» EXERCISE OBJECTIVE: Here are the records. Write out exactly the lines between the one holding "must not be" and the one holding "self.node_count * self.node_capacity", inclusive.

» DATA PROVIDED:
# # #

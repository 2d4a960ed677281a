//! Simulation configuration

use anyhow::{bail, Result};
use cluster_lib::{
    ContainerSimConfig, FaultInjectionConfig, LatencyModel, MonitorConfig, OrchestratorConfig,
    OverflowPolicy, PlacementConfig, RetryPolicy, RngFactory, SeededRngFactory, ThresholdPolicy,
};
use serde::Deserialize;
use std::path::Path;
use std::sync::Arc;
use std::time::Duration;

/// Log output format
#[derive(Debug, Clone, Copy, Default, PartialEq, Eq, Deserialize)]
#[serde(rename_all = "lowercase")]
pub enum LogFormat {
    #[default]
    Json,
    Text,
}

/// Simulation configuration
#[derive(Debug, Clone, Deserialize)]
pub struct SimulationConfig {
    /// Number of nodes created at bootstrap
    #[serde(default = "default_node_count")]
    pub node_count: usize,

    /// Slots per node
    #[serde(default = "default_node_capacity")]
    pub node_capacity: usize,

    /// Service labels, assigned round-robin to the initial containers
    #[serde(default = "default_services")]
    pub services: Vec<String>,

    #[serde(default = "default_initial_containers")]
    pub initial_containers: usize,

    /// Per-tick failure probability of a non-replica container
    #[serde(default = "default_fail_probability")]
    pub fail_probability: f64,

    #[serde(default = "default_tick_min_ms")]
    pub tick_min_ms: u64,

    #[serde(default = "default_tick_max_ms")]
    pub tick_max_ms: u64,

    /// Upper bound of the per-tick simulated state increment
    #[serde(default = "default_drift_max")]
    pub drift_max: u64,

    /// Fixed seed for reproducible runs; entropy when absent
    #[serde(default)]
    pub seed: Option<u64>,

    #[serde(default)]
    pub overflow_policy: OverflowPolicy,

    #[serde(default = "default_detection_interval")]
    pub detection_interval_ms: u64,

    #[serde(default = "default_repair_latency")]
    pub repair_latency_ms: u64,

    #[serde(default = "default_control_interval")]
    pub control_interval_ms: u64,

    /// Deploy attempts per repair; unlimited when absent
    #[serde(default)]
    pub max_repair_attempts: Option<u32>,

    #[serde(default = "default_retry_backoff")]
    pub retry_backoff_ms: u64,

    #[serde(default = "default_retry_backoff_multiplier")]
    pub retry_backoff_multiplier: f64,

    #[serde(default = "default_retry_backoff_max")]
    pub retry_backoff_max_ms: u64,

    /// Per-tick probability the fault injector fails a container; 0 disables it
    #[serde(default = "default_fault_probability")]
    pub fault_probability: f64,

    #[serde(default = "default_fault_interval")]
    pub fault_interval_ms: u64,

    #[serde(default = "default_latency_alpha")]
    pub latency_alpha: f64,

    #[serde(default = "default_failure_alpha")]
    pub failure_alpha: f64,

    #[serde(default = "default_latency_base")]
    pub latency_base_ms: f64,

    #[serde(default = "default_latency_slope")]
    pub latency_slope_ms: f64,

    #[serde(default = "default_sample_interval")]
    pub sample_interval_ms: u64,

    #[serde(default = "default_failure_rate_threshold")]
    pub failure_rate_threshold: f64,

    #[serde(default = "default_utilization_threshold")]
    pub utilization_threshold: f64,

    #[serde(default = "default_remediation_cooldown")]
    pub remediation_cooldown_ms: u64,

    /// Standbys the control action may provision; 0 disables provisioning
    #[serde(default)]
    pub max_standbys: usize,

    #[serde(default = "default_run_duration")]
    pub run_duration_secs: u64,

    #[serde(default = "default_report_interval")]
    pub report_interval_secs: u64,

    /// Bound on the final join of all tasks
    #[serde(default = "default_shutdown_timeout")]
    pub shutdown_timeout_secs: u64,

    #[serde(default)]
    pub log_format: LogFormat,

    /// Print the Prometheus exposition after the final report
    #[serde(default)]
    pub dump_metrics: bool,
}

fn default_node_count() -> usize {
    3
}

fn default_node_capacity() -> usize {
    10
}

fn default_services() -> Vec<String> {
    ["auth", "api", "db", "cache", "worker"]
        .iter()
        .map(|s| s.to_string())
        .collect()
}

fn default_initial_containers() -> usize {
    9
}

fn default_fail_probability() -> f64 {
    0.02
}

fn default_tick_min_ms() -> u64 {
    200
}

fn default_tick_max_ms() -> u64 {
    500
}

fn default_drift_max() -> u64 {
    8
}

fn default_detection_interval() -> u64 {
    2000
}

fn default_repair_latency() -> u64 {
    500
}

fn default_control_interval() -> u64 {
    1000
}

fn default_retry_backoff() -> u64 {
    100
}

fn default_retry_backoff_multiplier() -> f64 {
    1.0
}

fn default_retry_backoff_max() -> u64 {
    5000
}

fn default_fault_probability() -> f64 {
    0.01
}

fn default_fault_interval() -> u64 {
    400
}

fn default_latency_alpha() -> f64 {
    0.4
}

fn default_failure_alpha() -> f64 {
    0.3
}

fn default_latency_base() -> f64 {
    100.0
}

fn default_latency_slope() -> f64 {
    1.5
}

fn default_sample_interval() -> u64 {
    1000
}

fn default_failure_rate_threshold() -> f64 {
    1.0
}

fn default_utilization_threshold() -> f64 {
    90.0
}

fn default_remediation_cooldown() -> u64 {
    5000
}

fn default_run_duration() -> u64 {
    40
}

fn default_report_interval() -> u64 {
    2
}

fn default_shutdown_timeout() -> u64 {
    5
}

impl SimulationConfig {
    /// Load configuration from an optional file and `CLUSTER_*` environment variables
    pub fn load(path: Option<&Path>) -> Result<Self> {
        let mut builder = config::Config::builder();
        if let Some(path) = path {
            builder = builder.add_source(config::File::from(path).required(true));
        }
        let config = builder
            .add_source(
                config::Environment::with_prefix("CLUSTER")
                    .try_parsing(true)
                    .list_separator(",")
                    .with_list_parse_key("services"),
            )
            .build()?;

        let parsed: SimulationConfig = config.try_deserialize()?;
        parsed.validate()?;
        Ok(parsed)
    }

    /// Checks that span several fields; per-component checks run when the
    /// library configs are built
    pub fn validate(&self) -> Result<()> {
        if self.node_count == 0 {
            bail!("node_count must be at least 1");
        }
        if self.initial_containers > 0 && self.services.is_empty() {
            bail!("services must not be empty when initial_containers > 0");
        }
        if self.report_interval_secs == 0 {
            bail!("report_interval_secs must be at least 1");
        }
        Ok(())
    }

    pub fn total_capacity(&self) -> usize {
        self.node_count * self.node_capacity
    }

    pub fn container_sim(&self) -> ContainerSimConfig {
        ContainerSimConfig {
            fail_probability: self.fail_probability,
            tick_min: Duration::from_millis(self.tick_min_ms),
            tick_max: Duration::from_millis(self.tick_max_ms),
            drift_max: self.drift_max,
            ..Default::default()
        }
    }

    pub fn placement(&self) -> PlacementConfig {
        PlacementConfig {
            overflow: self.overflow_policy,
        }
    }

    pub fn rng_factory(&self) -> Arc<dyn RngFactory> {
        Arc::new(SeededRngFactory::new(self.seed))
    }

    pub fn retry(&self) -> RetryPolicy {
        RetryPolicy {
            max_attempts: self.max_repair_attempts,
            initial_backoff: Duration::from_millis(self.retry_backoff_ms),
            multiplier: self.retry_backoff_multiplier,
            max_backoff: Duration::from_millis(self.retry_backoff_max_ms),
        }
    }

    pub fn orchestrator(&self) -> OrchestratorConfig {
        OrchestratorConfig {
            detection_interval: Duration::from_millis(self.detection_interval_ms),
            repair_latency: Duration::from_millis(self.repair_latency_ms),
            control_interval: Duration::from_millis(self.control_interval_ms),
            retry: self.retry(),
            fault_injection: FaultInjectionConfig {
                probability: self.fault_probability,
                interval: Duration::from_millis(self.fault_interval_ms),
            },
        }
    }

    pub fn monitor(&self) -> MonitorConfig {
        MonitorConfig {
            latency_alpha: self.latency_alpha,
            failure_alpha: self.failure_alpha,
            latency_model: LatencyModel {
                base_ms: self.latency_base_ms,
                slope_ms: self.latency_slope_ms,
            },
            sample_interval: Duration::from_millis(self.sample_interval_ms),
        }
    }

    pub fn policy(&self) -> Result<ThresholdPolicy> {
        let policy = ThresholdPolicy::new(
            self.failure_rate_threshold,
            self.utilization_threshold,
            Duration::from_millis(self.remediation_cooldown_ms),
            self.max_standbys,
        );
        policy.validate()?;
        Ok(policy)
    }

    pub fn run_duration(&self) -> Duration {
        Duration::from_secs(self.run_duration_secs)
    }

    pub fn report_interval(&self) -> Duration {
        Duration::from_secs(self.report_interval_secs)
    }

    pub fn shutdown_timeout(&self) -> Duration {
        Duration::from_secs(self.shutdown_timeout_secs)
    }
}

#[cfg(test)]
mod tests {
    use super::*;
    use std::io::Write;
    use std::sync::{Mutex, MutexGuard, PoisonError};

    // Loading reads the process environment, which tests share
    static ENV_LOCK: Mutex<()> = Mutex::new(());

    fn env_guard() -> MutexGuard<'static, ()> {
        ENV_LOCK.lock().unwrap_or_else(PoisonError::into_inner)
    }

    fn write_toml(contents: &str) -> tempfile::NamedTempFile {
        let mut file = tempfile::Builder::new()
            .suffix(".toml")
            .tempfile()
            .unwrap();
        file.write_all(contents.as_bytes()).unwrap();
        file
    }

    #[test]
    fn test_empty_file_uses_defaults() {
        let _env = env_guard();
        let file = write_toml("");
        let config = SimulationConfig::load(Some(file.path())).unwrap();

        assert_eq!(config.node_count, 3);
        assert_eq!(config.node_capacity, 10);
        assert_eq!(config.total_capacity(), 30);
        assert_eq!(config.initial_containers, 9);
        assert_eq!(config.services.len(), 5);
        assert_eq!(config.overflow_policy, OverflowPolicy::Overcommit);
        assert_eq!(config.log_format, LogFormat::Json);
        assert!(config.seed.is_none());
        assert!(config.max_repair_attempts.is_none());
        assert_eq!(config.run_duration(), Duration::from_secs(40));
    }

    #[test]
    fn test_file_overrides() {
        let _env = env_guard();
        let file = write_toml(
            r#"
node_count = 2
node_capacity = 4
services = ["web", "queue"]
seed = 7
overflow_policy = "reject"
max_repair_attempts = 3
retry_backoff_multiplier = 2.0
log_format = "text"
fault_probability = 0.0
"#,
        );
        let config = SimulationConfig::load(Some(file.path())).unwrap();

        assert_eq!(config.total_capacity(), 8);
        assert_eq!(config.services, vec!["web", "queue"]);
        assert_eq!(config.seed, Some(7));
        assert_eq!(config.placement().overflow, OverflowPolicy::Reject);
        assert_eq!(config.log_format, LogFormat::Text);

        let retry = config.retry();
        assert_eq!(retry.max_attempts, Some(3));
        assert_eq!(retry.backoff_for(2), Duration::from_millis(200));
        assert!(!config.orchestrator().fault_injection.is_enabled());
    }

    #[test]
    fn test_library_configs_from_defaults() {
        let _env = env_guard();
        let file = write_toml("");
        let config = SimulationConfig::load(Some(file.path())).unwrap();

        let sim = config.container_sim();
        assert_eq!(sim.tick_min, Duration::from_millis(200));
        assert_eq!(sim.tick_max, Duration::from_millis(500));
        assert!(sim.validate().is_ok());

        let orchestrator = config.orchestrator();
        assert_eq!(orchestrator.detection_interval, Duration::from_secs(2));
        assert_eq!(orchestrator.repair_latency, Duration::from_millis(500));
        assert!(orchestrator.validate().is_ok());

        let monitor = config.monitor();
        assert_eq!(monitor.latency_model.estimate(50.0), 175.0);

        let policy = config.policy().unwrap();
        assert_eq!(policy.max_standbys, 0);
    }

    #[test]
    fn test_rejects_zero_nodes() {
        let _env = env_guard();
        let file = write_toml("node_count = 0");
        assert!(SimulationConfig::load(Some(file.path())).is_err());
    }

    #[test]
    fn test_rejects_empty_services() {
        let _env = env_guard();
        let file = write_toml("initial_containers = 4");
        let mut config = SimulationConfig::load(Some(file.path())).unwrap();
        config.services.clear();
        assert!(config.validate().is_err());

        config.initial_containers = 0;
        assert!(config.validate().is_ok());
    }

    #[test]
    fn test_missing_file_is_an_error() {
        let _env = env_guard();
        let dir = tempfile::tempdir().unwrap();
        let path = dir.path().join("absent.toml");
        assert!(SimulationConfig::load(Some(&path)).is_err());
    }

    #[test]
    fn test_invalid_threshold_rejected() {
        let _env = env_guard();
        let file = write_toml("utilization_threshold = 0.0");
        let config = SimulationConfig::load(Some(file.path())).unwrap();
        assert!(config.policy().is_err());
    }

    #[test]
    fn test_environment_overlay() {
        let _env = env_guard();
        let file = write_toml("node_count = 2\nfail_probability = 0.1");

        std::env::set_var("CLUSTER_SERVICES", "web,queue");
        std::env::set_var("CLUSTER_FAIL_PROBABILITY", "0.5");
        std::env::set_var("CLUSTER_OVERFLOW_POLICY", "reject");
        std::env::set_var("CLUSTER_MAX_REPAIR_ATTEMPTS", "3");
        let loaded = SimulationConfig::load(Some(file.path()));
        for key in [
            "CLUSTER_SERVICES",
            "CLUSTER_FAIL_PROBABILITY",
            "CLUSTER_OVERFLOW_POLICY",
            "CLUSTER_MAX_REPAIR_ATTEMPTS",
        ] {
            std::env::remove_var(key);
        }

        let config = loaded.unwrap();
        assert_eq!(config.services, vec!["web", "queue"]);
        assert_eq!(config.fail_probability, 0.5);
        assert_eq!(config.overflow_policy, OverflowPolicy::Reject);
        assert_eq!(config.max_repair_attempts, Some(3));
        // Untouched file values survive the overlay
        assert_eq!(config.node_count, 2);
    }
}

# # #

» ANSWER SECTION:
            bail!("services must not be empty when initial_containers > 0");
        }
        if self.report_interval_secs == 0 {
            bail!("report_interval_secs must be at least 1");
        }
        Ok(())
    }

    pub fn total_capacity(&self) -> usize {
        self.node_count * self.node_capacity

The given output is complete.